Kaposi's sarcoma–associated herpesvirus (KSHV, human herpesvirus 8) is the causative agent of Kaposi's sarcoma and other lymphoproliferative syndromes often associated with HIV/AIDS. Functional complementary DNA selection for a receptor mediating KSHV cell fusion identified xCT, the 12-transmembrane light chain of the human cystine/glutamate exchange transporter system x c. Expression of recombinant xCT rendered otherwise not susceptible target cells permissive for both KSHV cell fusion and virion entry. Antibodies against xCT blocked KSHV fusion and entry with naturally permissive target cells. KSHV target cell permissiveness correlated closely with endogenous expression of xCT messenger RNA and protein in diverse human and nonhuman cell types.

KSHV is etiologically linked to Kaposi's sarcoma and other lymphoproliferative syndromes that occur more frequently in immunocompromised individuals, including those with HIV/AIDS (1). Entry of herpesviruses into host cells generally occurs via attachment to the cell surface, followed by direct fusion between the virion and target cell plasma membranes; alternative routes involving receptor-mediated endocytosis have been reported in some cases (2).
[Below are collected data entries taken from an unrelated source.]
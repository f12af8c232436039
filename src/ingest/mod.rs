//! # Lifelog ingestion pipeline
//!
//! Pulls timestamped lifelog records from the Limitless API on a schedule
//! and persists new ones into a local SQLite store.
//!
//! Flow: the scheduler claims its single execution slot and invokes the
//! engine; the engine asks the store for the latest known timestamp,
//! computes a fetch window with a one-day overlap, fetches a batch from the
//! upstream client, and upserts each record if absent. The overlap plus
//! insert-if-absent storage makes every pass idempotent and safe to re-run.
//!
//! ## Module Organization
//!
//! - `types` - Upstream and persisted data shapes
//! - `error` - `FetchError` / `StorageError` / `IngestionError` taxonomy
//! - `config` - Environment-driven service configuration
//! - `store` - `LifelogStore` trait and the SQLite backend
//! - `client` - `LifelogSource` trait and the Limitless API client
//! - `engine` - Window selection and the fetch-and-store pass
//! - `scheduler` - Recurring and manual triggers, serialized runs

pub mod client;
pub mod config;
pub mod engine;
pub mod error;
pub mod scheduler;
pub mod store;
pub mod types;

// Re-export commonly used types
pub use client::{LifelogSource, LimitlessClient};
pub use config::AppConfig;
pub use engine::IngestionEngine;
pub use error::{FetchError, IngestionError, StorageError};
pub use scheduler::{IngestionScheduler, TriggerOutcome};
pub use store::{LifelogStore, SqliteStore};
pub use types::{
    ContentItem, DatabaseStats, FetchOptions, IngestionSummary, LifelogEntry, LifelogRecord,
};
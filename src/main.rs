//! Lifeflow runtime
//!
//! Wires configuration, storage, the upstream client, the scheduler, and the
//! HTTP server together:
//! - Initializes the SQLite store (fatal on failure - no traffic without a
//!   working store)
//! - Starts the recurring ingestion scheduler; its first tick runs at once
//! - Starts the HTTP API server unless disabled
//! - On CTRL+C, cancels future ticks and lets an in-flight run finish
//!
//! Environment variables (see `ingest::config`):
//!   LIMITLESS_API_KEY        - upstream API key
//!   LIMITLESS_API_URL        - upstream base URL
//!   DB_PATH                  - SQLite database path (default: ./data/limitless.db)
//!   INGESTION_INTERVAL_SECS  - seconds between scheduled runs (default: 1800)
//!   ENABLE_SERVER / PORT     - HTTP server switch and preferred port

use dotenv::dotenv;
use log::{error, info, warn};
use std::sync::Arc;
use tokio::time::Duration;

use lifeflow::ingest::{
    AppConfig, IngestionEngine, IngestionScheduler, LimitlessClient, SqliteStore,
};
use lifeflow::server::{start_server, AppState};

#[tokio::main]
async fn main() -> Result<(), Box<dyn std::error::Error>> {
    dotenv().ok();
    env_logger::init();

    let config = AppConfig::from_env();
    info!(
        "Environment loaded: LIMITLESS_API_KEY={}, DB_PATH={}, PORT={}",
        if config.api_key.is_empty() { "No" } else { "Yes" },
        config.db_path,
        config.port
    );

    if config.api_key.is_empty() {
        warn!("LIMITLESS_API_KEY is not set, upstream requests will be rejected");
    }

    // Database initialization failure is fatal at startup
    let store = Arc::new(SqliteStore::open(&config.db_path)?);
    info!("✅ Database initialized successfully");

    let client = Arc::new(LimitlessClient::new(&config.api_base_url, &config.api_key)?);
    let engine = Arc::new(IngestionEngine::new(
        client,
        store.clone(),
        config.timezone.clone(),
    ));

    // The scheduler's first tick fires immediately, giving the initial fetch
    let scheduler = Arc::new(IngestionScheduler::new(engine));
    scheduler
        .clone()
        .start(Duration::from_secs(config.ingest_interval_secs));

    if config.enable_server {
        let state = AppState {
            store,
            scheduler: scheduler.clone(),
        };
        let port = config.port;
        tokio::spawn(async move {
            if let Err(e) = start_server(state, port).await {
                error!("Error starting server: {}", e);
            }
        });
    } else {
        info!("HTTP server disabled (ENABLE_SERVER=false)");
    }

    info!("🔄 Press CTRL+C to shutdown gracefully");
    match tokio::signal::ctrl_c().await {
        Ok(()) => info!("Received shutdown signal, stopping services..."),
        Err(e) => error!("Failed to listen for CTRL+C: {}", e),
    }

    // Stop future ticks; an in-flight ingestion run finishes first
    scheduler.stop().await;

    info!("All services stopped, exiting process");
    Ok(())
}
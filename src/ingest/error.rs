//! Error taxonomy for the ingestion pipeline
//!
//! `FetchError` covers the upstream API, `StorageError` the persistence
//! layer, and `IngestionError` wraps either while carrying the partial tally
//! accumulated before the failure. Already-stored rows are never rolled
//! back; the pipeline is idempotent and safe to re-run.

use thiserror::Error;

use super::types::IngestionSummary;

/// Upstream API failure (network, auth, rate limit).
#[derive(Debug, Error)]
pub enum FetchError {
    /// Non-success HTTP status from the upstream API
    #[error("API error ({status}): {message}")]
    Status { status: u16, message: String },

    /// Request never produced a response (timeout, DNS, connection refused)
    #[error("API request failed: {0}")]
    Transport(#[from] reqwest::Error),
}

impl FetchError {
    /// Upstream HTTP status code, if the request got that far.
    pub fn status(&self) -> Option<u16> {
        match self {
            FetchError::Status { status, .. } => Some(*status),
            FetchError::Transport(e) => e.status().map(|s| s.as_u16()),
        }
    }
}

/// Persistence engine failure. Callers decide retry policy; the store never
/// retries internally.
#[derive(Debug, Error)]
pub enum StorageError {
    #[error("database error: {0}")]
    Database(#[from] rusqlite::Error),

    #[error("failed to prepare storage location: {0}")]
    Io(#[from] std::io::Error),

    #[error("failed to serialize payload: {0}")]
    Serialization(#[from] serde_json::Error),
}

/// A failed ingestion pass. Rows stored before the failure remain stored.
#[derive(Debug, Error)]
#[error("ingestion failed after storing {} entries ({} skipped): {source}", tally.stored, tally.skipped)]
pub struct IngestionError {
    /// Entries processed before the failure
    pub tally: IngestionSummary,
    #[source]
    pub source: IngestionFailure,
}

#[derive(Debug, Error)]
pub enum IngestionFailure {
    #[error(transparent)]
    Fetch(#[from] FetchError),
    #[error(transparent)]
    Storage(#[from] StorageError),
}

impl IngestionError {
    pub fn new(tally: IngestionSummary, source: impl Into<IngestionFailure>) -> Self {
        Self {
            tally,
            source: source.into(),
        }
    }
}

#[cfg(test)]
mod tests {
    use super::*;

    #[test]
    fn test_ingestion_error_reports_partial_tally() {
        let err = IngestionError::new(
            IngestionSummary {
                stored: 3,
                skipped: 2,
            },
            StorageError::Database(rusqlite::Error::InvalidQuery),
        );

        let message = err.to_string();
        assert!(message.contains("storing 3 entries"));
        assert!(message.contains("2 skipped"));
    }

    #[test]
    fn test_fetch_error_exposes_status_code() {
        let err = FetchError::Status {
            status: 429,
            message: "rate limited".to_string(),
        };
        assert_eq!(err.status(), Some(429));
    }
}
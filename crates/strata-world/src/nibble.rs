//! Nibble-packed array: two 4-bit values per byte.
//!
//! Even indices live in the low nibble of byte `index / 2`, odd indices in
//! the high nibble. This order matches the on-disk and wire layouts and must
//! not change.

/// Bit shift of the nibble holding `index`: 0 for even, 4 for odd.
pub fn nibble_shift(index: usize) -> u8 {
    if index % 2 == 0 { 0 } else { 4 }
}

/// A compact array of 4-bit values.
#[derive(Clone, Debug, PartialEq, Eq)]
pub struct NibbleArray {
    data: Vec<u8>,
}

impl NibbleArray {
    /// Creates an array holding `len` nibbles, all zero. `len` must be even.
    pub fn new(len: usize) -> Self {
        debug_assert!(len % 2 == 0, "nibble count must be even");
        Self {
            data: vec![0; len / 2],
        }
    }

    /// Wraps raw packed bytes.
    pub fn from_bytes(data: Vec<u8>) -> Self {
        Self { data }
    }

    /// Number of nibbles stored.
    pub fn len(&self) -> usize {
        self.data.len() * 2
    }

    /// Returns `true` if the array holds no nibbles.
    pub fn is_empty(&self) -> bool {
        self.data.is_empty()
    }

    /// Returns the value at `index`.
    pub fn get(&self, index: usize) -> u8 {
        (self.data[index / 2] >> nibble_shift(index)) & 0x0f
    }

    /// Sets the value at `index`, keeping the neighbouring nibble intact.
    ///
    /// Only the low four bits of `value` are stored.
    pub fn set(&mut self, index: usize, value: u8) {
        let shift = nibble_shift(index);
        let mask = 0x0fu8 << shift;
        let byte = &mut self.data[index / 2];
        *byte = ((value << shift) & mask) | (*byte & !mask);
    }

    /// Sets every nibble to `value`.
    pub fn fill(&mut self, value: u8) {
        let v = value & 0x0f;
        self.data.fill(v | (v << 4));
    }

    /// The packed bytes.
    pub fn as_bytes(&self) -> &[u8] {
        &self.data
    }
}
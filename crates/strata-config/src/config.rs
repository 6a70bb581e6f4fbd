//! Configuration structs with defaults and RON persistence.

use std::io::ErrorKind;
use std::path::{Path, PathBuf};

use serde::{Deserialize, Serialize};

use crate::error::ConfigError;

/// File name of the persisted config inside the config directory.
pub const CONFIG_FILE: &str = "config.ron";

/// Top-level server configuration.
#[derive(Debug, Clone, Default, Serialize, Deserialize, PartialEq)]
#[serde(default)]
pub struct Config {
    /// World storage and chunk cache settings.
    pub world: WorldConfig,
    /// Shard scheduling settings.
    pub shard: ShardConfig,
    /// Debug/development settings.
    pub debug: DebugConfig,
}

/// World storage configuration.
#[derive(Debug, Clone, Serialize, Deserialize, PartialEq)]
#[serde(default)]
pub struct WorldConfig {
    /// Directory holding the chunk files.
    pub path: PathBuf,
    /// Radius in chunks of the square loaded around a viewer.
    pub view_radius: i32,
    /// Resident chunk limit for the cache (0 = unbounded).
    pub cache_max_chunks: usize,
}

/// Shard scheduling configuration.
#[derive(Debug, Clone, Serialize, Deserialize, PartialEq)]
#[serde(default)]
pub struct ShardConfig {
    /// Milliseconds between world ticks.
    pub tick_interval_ms: u64,
    /// Ticks between dirty-chunk saves (0 = only at shutdown).
    pub save_interval_ticks: u64,
}

/// Debug/development configuration.
#[derive(Debug, Clone, Serialize, Deserialize, PartialEq)]
#[serde(default)]
pub struct DebugConfig {
    /// Log filter (e.g., "debug", "info,strata_world=trace").
    pub log_level: String,
}

// --- Default implementations ---

impl Default for WorldConfig {
    fn default() -> Self {
        Self {
            path: PathBuf::from("world"),
            view_radius: 10,
            cache_max_chunks: 0,
        }
    }
}

impl Default for ShardConfig {
    fn default() -> Self {
        Self {
            tick_interval_ms: 50,
            save_interval_ticks: 1200,
        }
    }
}

impl Default for DebugConfig {
    fn default() -> Self {
        Self {
            log_level: "info".to_string(),
        }
    }
}

// --- Load / Save / Reload ---

impl Config {
    /// Loads `config.ron` from `config_dir`, writing a default one if absent.
    /// The loaded settings are validated before they are returned.
    pub fn load_or_create(config_dir: &Path) -> Result<Self, ConfigError> {
        let path = config_dir.join(CONFIG_FILE);
        match std::fs::read_to_string(&path) {
            Ok(text) => {
                let config = Self::parse(&text)?;
                log::info!("Loaded config from {}", path.display());
                Ok(config)
            }
            Err(e) if e.kind() == ErrorKind::NotFound => {
                let config = Config::default();
                config.save(config_dir)?;
                log::info!("Wrote default config to {}", path.display());
                Ok(config)
            }
            Err(e) => Err(ConfigError::ReadError(e)),
        }
    }

    /// Writes the config to `config_dir/config.ron`, creating the directory.
    pub fn save(&self, config_dir: &Path) -> Result<(), ConfigError> {
        std::fs::create_dir_all(config_dir).map_err(ConfigError::WriteError)?;
        let text = ron::ser::to_string_pretty(
            self,
            ron::ser::PrettyConfig::new()
                .depth_limit(2)
                .enumerate_arrays(false),
        )
        .map_err(ConfigError::SerializeError)?;
        std::fs::write(config_dir.join(CONFIG_FILE), text).map_err(ConfigError::WriteError)
    }

    /// Re-reads the file. Returns `Some(new_config)` if it differs from `self`.
    pub fn reload(&self, config_dir: &Path) -> Result<Option<Self>, ConfigError> {
        let text = std::fs::read_to_string(config_dir.join(CONFIG_FILE))
            .map_err(ConfigError::ReadError)?;
        let fresh = Self::parse(&text)?;
        if fresh == *self {
            return Ok(None);
        }
        log::info!("Config changed on disk");
        Ok(Some(fresh))
    }

    /// Rejects settings the server cannot run with.
    pub fn validate(&self) -> Result<(), ConfigError> {
        if self.world.view_radius < 0 {
            return Err(ConfigError::Invalid {
                field: "world.view_radius",
                reason: "must not be negative",
            });
        }
        if self.shard.tick_interval_ms == 0 {
            return Err(ConfigError::Invalid {
                field: "shard.tick_interval_ms",
                reason: "must be at least 1",
            });
        }
        Ok(())
    }

    fn parse(text: &str) -> Result<Self, ConfigError> {
        let config: Config = ron::from_str(text).map_err(ConfigError::ParseError)?;
        config.validate()?;
        Ok(config)
    }
}
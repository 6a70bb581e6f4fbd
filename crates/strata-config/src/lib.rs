//! Runtime configuration for the Strata world server.
//!
//! Settings persist to disk as a RON file and can be overridden per run from
//! the command line. Every section defaults independently, so older config
//! files keep loading as new settings are added.

mod cli;
mod config;
mod error;

pub use cli::CliArgs;
pub use config::{CONFIG_FILE, Config, DebugConfig, ShardConfig, WorldConfig};
pub use error::ConfigError;
//! Configuration error types.

/// Errors from loading, saving or parsing `config.ron`.
#[derive(Debug, thiserror::Error)]
pub enum ConfigError {
    /// The config file exists but could not be read.
    #[error("failed to read config: {0}")]
    ReadError(#[source] std::io::Error),

    /// The config file or its directory could not be written.
    #[error("failed to write config: {0}")]
    WriteError(#[source] std::io::Error),

    /// The file is not valid RON for [`Config`](crate::Config).
    #[error("failed to parse config: {0}")]
    ParseError(#[source] ron::error::SpannedError),

    /// The config could not be rendered as RON.
    #[error("failed to serialize config: {0}")]
    SerializeError(#[source] ron::Error),

    /// A setting parsed but is outside its usable range.
    #[error("invalid setting `{field}`: {reason}")]
    Invalid {
        field: &'static str,
        reason: &'static str,
    },
}
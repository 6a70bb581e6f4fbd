//! Raw storage for a 16×128×16 chunk column.
//!
//! [`ChunkData`] holds the block-type bytes, nibble-packed metadata and light
//! arrays, and the per-column height map exactly as they are persisted and
//! sent to clients. Index math lives here; bounds checking, notifications and
//! entities are layered on top by [`Chunk`](crate::chunk_api::Chunk).

use crate::coords::{ChunkCoord, SubChunkPos};
use crate::nibble::{NibbleArray, nibble_shift};

/// Chunk width along X, in blocks.
pub const CHUNK_SIZE_X: usize = 16;
/// Chunk height along Y, in blocks.
pub const CHUNK_SIZE_Y: usize = 128;
/// Chunk depth along Z, in blocks.
pub const CHUNK_SIZE_Z: usize = 16;

/// Number of voxels in a chunk.
pub const CHUNK_VOLUME: usize = CHUNK_SIZE_X * CHUNK_SIZE_Y * CHUNK_SIZE_Z;

/// Number of vertical columns in a chunk (one height-map entry each).
pub const CHUNK_COLUMNS: usize = CHUNK_SIZE_X * CHUNK_SIZE_Z;

/// A block type id.
#[derive(Clone, Copy, Debug, PartialEq, Eq, Hash, Default)]
pub struct BlockId(pub u8);

impl BlockId {
    /// Empty space.
    pub const AIR: Self = Self(0);
}

/// Errors from block addressing.
#[derive(Debug, Clone, Copy, PartialEq, Eq, thiserror::Error)]
pub enum BlockError {
    /// The sub-chunk position lies outside the chunk volume.
    #[error("sub-chunk position {0} is outside the chunk")]
    OutOfBounds(SubChunkPos),
}

/// Location of one voxel inside the chunk arrays.
#[derive(Clone, Copy, Debug, PartialEq, Eq)]
pub struct BlockIndex {
    /// Offset into the block-type array.
    pub index: usize,
    /// Nibble shift inside byte `index / 2` of the nibble arrays (0 or 4).
    pub shift: u8,
}

/// Maps a sub-chunk position to its array offset.
///
/// `index = y + z * 128 + x * 128 * 16`. Y varies fastest so a column is
/// contiguous.
pub fn block_index(sub: SubChunkPos) -> Result<BlockIndex, BlockError> {
    let in_bounds = (0..CHUNK_SIZE_X as i32).contains(&sub.x)
        && (0..CHUNK_SIZE_Y as i32).contains(&sub.y)
        && (0..CHUNK_SIZE_Z as i32).contains(&sub.z);
    if !in_bounds {
        return Err(BlockError::OutOfBounds(sub));
    }
    let index = sub.y as usize
        + sub.z as usize * CHUNK_SIZE_Y
        + sub.x as usize * CHUNK_SIZE_Y * CHUNK_SIZE_Z;
    Ok(BlockIndex {
        index,
        shift: nibble_shift(index),
    })
}

/// Block, metadata, light and height-map arrays for one chunk column.
#[derive(Clone, Debug, PartialEq, Eq)]
pub struct ChunkData {
    coord: ChunkCoord,
    blocks: Vec<u8>,
    metadata: NibbleArray,
    block_light: NibbleArray,
    sky_light: NibbleArray,
    height_map: Vec<u8>,
}

impl ChunkData {
    /// Creates an all-air chunk with no light.
    pub fn new(coord: ChunkCoord) -> Self {
        Self {
            coord,
            blocks: vec![0; CHUNK_VOLUME],
            metadata: NibbleArray::new(CHUNK_VOLUME),
            block_light: NibbleArray::new(CHUNK_VOLUME),
            sky_light: NibbleArray::new(CHUNK_VOLUME),
            height_map: vec![0; CHUNK_COLUMNS],
        }
    }

    /// Constructs `ChunkData` from raw arrays (used by the store decoder).
    ///
    /// The caller must ensure every array has the exact size for the chunk
    /// volume.
    pub(crate) fn from_raw_parts(
        coord: ChunkCoord,
        blocks: Vec<u8>,
        metadata: Vec<u8>,
        block_light: Vec<u8>,
        sky_light: Vec<u8>,
        height_map: Vec<u8>,
    ) -> Self {
        Self {
            coord,
            blocks,
            metadata: NibbleArray::from_bytes(metadata),
            block_light: NibbleArray::from_bytes(block_light),
            sky_light: NibbleArray::from_bytes(sky_light),
            height_map,
        }
    }

    /// The chunk's coordinate.
    pub fn coord(&self) -> ChunkCoord {
        self.coord
    }

    /// Block type at `at`.
    pub fn block(&self, at: BlockIndex) -> BlockId {
        BlockId(self.blocks[at.index])
    }

    /// Metadata nibble at `at`.
    pub fn block_data(&self, at: BlockIndex) -> u8 {
        self.metadata.get(at.index)
    }

    /// Block-light nibble at `at`.
    pub fn block_light(&self, at: BlockIndex) -> u8 {
        self.block_light.get(at.index)
    }

    /// Sky-light nibble at `at`.
    pub fn sky_light(&self, at: BlockIndex) -> u8 {
        self.sky_light.get(at.index)
    }

    /// Writes block type and metadata at `at`.
    pub fn set(&mut self, at: BlockIndex, block: BlockId, metadata: u8) {
        self.blocks[at.index] = block.0;
        self.metadata.set(at.index, metadata);
    }

    /// Sets the sky-light level of every voxel.
    pub fn fill_sky_light(&mut self, level: u8) {
        self.sky_light.fill(level);
    }

    /// Height-map entry for column `(x, z)`, or `None` outside the chunk.
    pub fn height_at(&self, x: usize, z: usize) -> Option<u8> {
        if x >= CHUNK_SIZE_X || z >= CHUNK_SIZE_Z {
            return None;
        }
        Some(self.height_map[z * CHUNK_SIZE_X + x])
    }

    /// Raw block-type bytes.
    pub fn blocks(&self) -> &[u8] {
        &self.blocks
    }

    /// Raw packed metadata bytes.
    pub fn metadata(&self) -> &[u8] {
        self.metadata.as_bytes()
    }

    /// Raw packed block-light bytes.
    pub fn block_light_bytes(&self) -> &[u8] {
        self.block_light.as_bytes()
    }

    /// Raw packed sky-light bytes.
    pub fn sky_light_bytes(&self) -> &[u8] {
        self.sky_light.as_bytes()
    }

    /// Raw height-map bytes.
    pub fn height_map(&self) -> &[u8] {
        &self.height_map
    }
}

// ---------------------------------------------------------------------------
// Tests
// ---------------------------------------------------------------------------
KSHV can infect a broad range of adherent cell types of different species and tissue lineages in vitro, which indicates broad distribution of the host cell components associated with virus entry; however, the outcome is almost always latency rather than productive infection (3). Cells expressing recombinant KSHV glycoproteins undergo cell fusion (4); this provides support for a direct fusion entry mechanism. Consistent with these infectivity and fusion studies, we have found that a wide range of cell types from diverse tissues and species are permissive for KSHV glycoprotein–mediated cell fusion and virion entry (5); we hypothesized that these processes require a specific KSHV fusion-entry receptor(s) on the target cell surface, distinct from molecules previously implicated in the attachment and entry process.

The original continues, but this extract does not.